The entire narrative attempts to make a federal staffing failure and an expensive nonprofit workaround sound like a triumph, but it ignores the most obvious and time-tested truth: local trail users have always stepped up to clear and maintain trails — and still do.
There’s no denying that trail work is hard and that federal budget cuts have real consequences. But when a handful of laid-off Forest Service workers are repackaged into a \$180,000 nonprofit crew to clear a few dozen trees and install picnic tables, it’s worth asking: are we solving anything, or just creating a new bureaucracy to mirror the old one?
The idea that only agency employees or paid nonprofit crews can manage public lands is both historically false and deeply dismissive of the people who use and love those lands most — locals. Hunters, horsemen, outfitters, hikers, and dirt bikers have long maintained access routes out of necessity and pride. Entire trail systems across Wyoming exist and function *because* local users pick up saws, not salaries.
The Forest Corps may be well-intentioned, but it’s not scalable, sustainable, or necessary for basic backcountry upkeep. Trail clearing doesn’t require consultants, fundraising campaigns, or nonprofit branding. It requires access, basic tools, and willing hands — and those already exist in abundance in communities like Pinedale, Big Piney, and Moran.
If we’re honest, what’s being sold as a “band-aid” is actually a distraction. The focus shouldn’t be on replacing federal jobs with nonprofit contracts. It should be on empowering and equipping the public — who already have a vested interest in seeing these trails open — to keep doing what they’ve always done. If a fire cuts off access or a blowdown blocks a trail, locals will clear it before the red tape even unwinds.

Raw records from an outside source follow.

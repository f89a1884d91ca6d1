//! Counting extended fingers.
//!
//! The [`FingerClassifier`] decides for each digit whether it is extended by comparing the
//! position of its tip with a reference joint:
//!
//! - **Thumb**: extended if the tip is strictly *right* of its joint (`tip.x > joint.x`). This
//!   assumes a mirrored frame and an upright hand.
//! - **Other fingers**: extended if the tip is strictly *above* its joint (`tip.y < joint.y`, as
//!   image y grows downwards).
//!
//! Ties count as not extended. The rules are heuristics for upright hands facing the camera; they
//! do not estimate any 3D joint angles.
//!
//! Which keypoints are used is configured with a [`FingerTable`], so that other hand topologies
//! can be plugged in.

use std::fmt;

use thiserror::Error;

use super::{Hand, Keypoint, LandmarkIdx, NUM_LANDMARKS};

/// Errors returned by [`FingerTable::new`] and [`FingerClassifier`].
#[derive(Debug, Clone, PartialEq, Eq, Error)]
pub enum FingerError {
    /// The hand does not have the number of keypoints the table was built for.
    #[error("malformed hand: expected {expected} keypoints, got {actual}")]
    MalformedHand { expected: usize, actual: usize },

    /// A table entry refers to a keypoint that does not exist.
    #[error("keypoint index {index} is out of range for a hand with {keypoint_count} keypoints")]
    IndexOutOfRange {
        index: usize,
        keypoint_count: usize,
    },
}

/// The five digits of a hand, in [`FingerTable`] order.
#[derive(Debug, Clone, Copy, PartialEq, Eq, Hash)]
pub enum Digit {
    Thumb,
    Index,
    Middle,
    Ring,
    Pinky,
}

impl Digit {
    pub const ALL: [Digit; 5] = [
        Digit::Thumb,
        Digit::Index,
        Digit::Middle,
        Digit::Ring,
        Digit::Pinky,
    ];
}

/// `(tip, joint)` keypoint indices for every [`Digit`], plus the keypoint count of a hand.
#[derive(Debug, Clone, Copy, PartialEq, Eq)]
pub struct FingerTable {
    keypoint_count: usize,
    pairs: [(usize, usize); 5],
}

impl FingerTable {
    /// The 21-landmark hand topology used by the bundled landmark network.
    ///
    /// The thumb is compared against its IP joint, all other fingers against their PIP joint.
    pub const MEDIAPIPE: Self = {
        use LandmarkIdx::*;
        Self {
            keypoint_count: NUM_LANDMARKS,
            pairs: [
                (ThumbTip as usize, ThumbIp as usize),
                (IndexFingerTip as usize, IndexFingerPip as usize),
                (MiddleFingerTip as usize, MiddleFingerPip as usize),
                (RingFingerTip as usize, RingFingerPip as usize),
                (PinkyTip as usize, PinkyPip as usize),
            ],
        }
    };

    /// Creates a table for hands with `keypoint_count` keypoints.
    ///
    /// `pairs` lists `(tip, joint)` for thumb, index, middle, ring and pinky, in that order. Every
    /// index must be less than `keypoint_count`.
    pub fn new(keypoint_count: usize, pairs: [(usize, usize); 5]) -> Result<Self, FingerError> {
        if let Some(&index) = pairs
            .iter()
            .flat_map(|(tip, joint)| [tip, joint])
            .find(|&&index| index >= keypoint_count)
        {
            return Err(FingerError::IndexOutOfRange {
                index,
                keypoint_count,
            });
        }

        Ok(Self {
            keypoint_count,
            pairs,
        })
    }

    /// Returns the `(tip, joint)` indices of `digit`.
    #[inline]
    pub fn pair(&self, digit: Digit) -> (usize, usize) {
        self.pairs[digit as usize]
    }
}

impl Default for FingerTable {
    fn default() -> Self {
        Self::MEDIAPIPE
    }
}

/// Per-digit classification of one hand.
#[derive(Debug, Clone, Copy, PartialEq, Eq, Default)]
pub struct Extended([bool; 5]);

impl Extended {
    #[inline]
    pub fn is_extended(&self, digit: Digit) -> bool {
        self.0[digit as usize]
    }

    /// Returns an iterator over the extended digits.
    pub fn digits(&self) -> impl Iterator<Item = Digit> + '_ {
        Digit::ALL
            .into_iter()
            .filter(|&digit| self.is_extended(digit))
    }

    pub fn count(&self) -> FingerCount {
        FingerCount(self.0.iter().filter(|&&up| up).count() as u8)
    }
}

/// Number of extended fingers of one hand, in `0..=5`.
#[derive(Debug, Clone, Copy, PartialEq, Eq, PartialOrd, Ord, Hash, Default)]
pub struct FingerCount(u8);

impl FingerCount {
    pub const MAX: Self = Self(5);

    #[inline]
    pub fn get(self) -> u8 {
        self.0
    }
}

impl From<FingerCount> for u32 {
    fn from(count: FingerCount) -> u32 {
        u32::from(count.0)
    }
}

impl fmt::Display for FingerCount {
    fn fmt(&self, f: &mut fmt::Formatter<'_>) -> fmt::Result {
        self.0.fmt(f)
    }
}

/// Classifies the digits of a single hand.
///
/// Holds only its immutable [`FingerTable`]; every call is independent of previous ones.
#[derive(Debug, Clone, Default)]
pub struct FingerClassifier {
    table: FingerTable,
}

impl FingerClassifier {
    pub fn new(table: FingerTable) -> Self {
        Self { table }
    }

    /// Determines which digits of `hand` are extended.
    ///
    /// Returns [`FingerError::MalformedHand`] if `hand` does not have exactly as many keypoints as
    /// the table expects.
    pub fn extended(&self, hand: &Hand) -> Result<Extended, FingerError> {
        let keypoints = hand.keypoints();
        if keypoints.len() != self.table.keypoint_count {
            return Err(FingerError::MalformedHand {
                expected: self.table.keypoint_count,
                actual: keypoints.len(),
            });
        }

        // All indices are `< keypoint_count == keypoints.len()`, checked by `FingerTable::new`.
        Ok(Extended(Digit::ALL.map(|digit| {
            let (tip, joint) = self.table.pair(digit);
            is_extended(digit, keypoints[tip], keypoints[joint])
        })))
    }

    /// Counts the extended digits of `hand`.
    pub fn classify(&self, hand: &Hand) -> Result<FingerCount, FingerError> {
        self.extended(hand).map(|extended| extended.count())
    }
}

fn is_extended(digit: Digit, tip: Keypoint, joint: Keypoint) -> bool {
    match digit {
        Digit::Thumb => tip.x > joint.x,
        Digit::Index | Digit::Middle | Digit::Ring | Digit::Pinky => tip.y < joint.y,
    }
}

That’s the story that’s not being told. Not every problem needs a grant-funded crew. Sometimes, it just needs a community that still believes in taking care of its own backyard.
excellent perspective Bill. Yes, everyone needs to do their share of maintenance in the forests – I recommend forest users carry a chain saw or hand saw or shovel to improve or remove an obstacle. Most experienced back country users have been doing so for years – sometimes you have to cut your way in or cut your way out. a severe storm will drop deadfall across a trail and users must be prepared to cut their way out. Be prepared and do your share. Loggers used to keep many forest roads open just for access but the elimination of logging has also eliminated the free service loggers provided and they obviously had chain saws and used them.
Lee, your comment is “most experienced” back country users. Look at the photo of work done in the Bridger Wilderness. Those trees have been dead and down for quite some time. 35 dead n down, with hand saws in 4 days is nothing to sneeze at. The average recreationalist in today’s society won’t even attempt to help with trail maintenance. If there’s something in the way, they just go around it. And your comment about loggers, well sure they would help clear, but that’s only because they needed to get to a job site. I don’t disagree that recreationalists should be prepared and self sufficient, but the reality is that they are not and don’t want to be.
You go ladies…..the Forest Corps rock!
Thank You Ladies. Eventually the goofballs will be outed and life for the common person will get better. For now, it’s all about the wealthy.
Right, I guess you missed the part about this starting back in the 90’s. Did you even read the article??
Did you get the part about the lady being laid off during the wave of federal layoffs in February?
When will Wyoming wake up and see that our current administration is not helping the public but only the rich , we are loosing services and still adding 4 trillion to the debt.